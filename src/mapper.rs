//! Projection of directory entries into [`User`].

use crate::config::AttributeMap;
use crate::connection::Entry;
use crate::user::{AuthModule, User};

/// Attribute name standing for the entry's own DN.
pub const DN_ATTRIBUTE: &str = "dn";

/// First value of an attribute, or an empty string.
pub fn attribute<'a>(name: &str, entry: &'a Entry) -> &'a str {
    if name.eq_ignore_ascii_case(DN_ATTRIBUTE) {
        return &entry.dn;
    }

    if name.is_empty() {
        return "";
    }

    entry
        .values(name)
        .and_then(<[String]>::first)
        .map(String::as_str)
        .unwrap_or_default()
}

/// Every value of an attribute.
pub fn array_attribute(name: &str, entry: &Entry) -> Vec<String> {
    if name.eq_ignore_ascii_case(DN_ATTRIBUTE) {
        return vec![entry.dn.clone()];
    }

    if name.is_empty() {
        return Vec::new();
    }

    entry.values(name).map(<[String]>::to_vec).unwrap_or_default()
}

/// Build a [`User`] from an entry and its resolved groups.
pub fn build_user(attrs: &AttributeMap, entry: &Entry, groups: Vec<String>) -> User {
    let name = format!(
        "{} {}",
        attribute(&attrs.name, entry),
        attribute(&attrs.surname, entry)
    );

    User {
        name: name.trim().to_owned(),
        login: attribute(&attrs.username, entry).to_owned(),
        email: attribute(&attrs.email, entry).to_owned(),
        dn: entry.dn.clone(),
        groups,
        auth_module: AuthModule::Ldap,
    }
}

----------------------------------------

> **The task**: Each line must be set down again exactly as above, with no line omitted.

> **Exercise result**:
filename src/mapper.rs
//! Projection of directory entries into [`User`].

use crate::config::AttributeMap;
use crate::connection::Entry;
use crate::user::{AuthModule, User};

/// Attribute name standing for the entry's own DN.
pub const DN_ATTRIBUTE: &str = "dn";

/// First value of an attribute, or an empty string.
pub fn attribute<'a>(name: &str, entry: &'a Entry) -> &'a str {
    if name.eq_ignore_ascii_case(DN_ATTRIBUTE) {
        return &entry.dn;
    }

    if name.is_empty() {
        return "";
    }

    entry
        .values(name)
        .and_then(<[String]>::first)
        .map(String::as_str)
        .unwrap_or_default()
}

/// Every value of an attribute.
pub fn array_attribute(name: &str, entry: &Entry) -> Vec<String> {
    if name.eq_ignore_ascii_case(DN_ATTRIBUTE) {
        return vec![entry.dn.clone()];
    }

    if name.is_empty() {
        return Vec::new();
    }

    entry.values(name).map(<[String]>::to_vec).unwrap_or_default()
}

/// Build a [`User`] from an entry and its resolved groups.
pub fn build_user(attrs: &AttributeMap, entry: &Entry, groups: Vec<String>) -> User {
    let name = format!(
        "{} {}",
        attribute(&attrs.name, entry),
        attribute(&attrs.surname, entry)
    );

    User {
        name: name.trim().to_owned(),
        login: attribute(&attrs.username, entry).to_owned(),
        email: attribute(&attrs.email, entry).to_owned(),
        dn: entry.dn.clone(),
        groups,
        auth_module: AuthModule::Ldap,
    }
}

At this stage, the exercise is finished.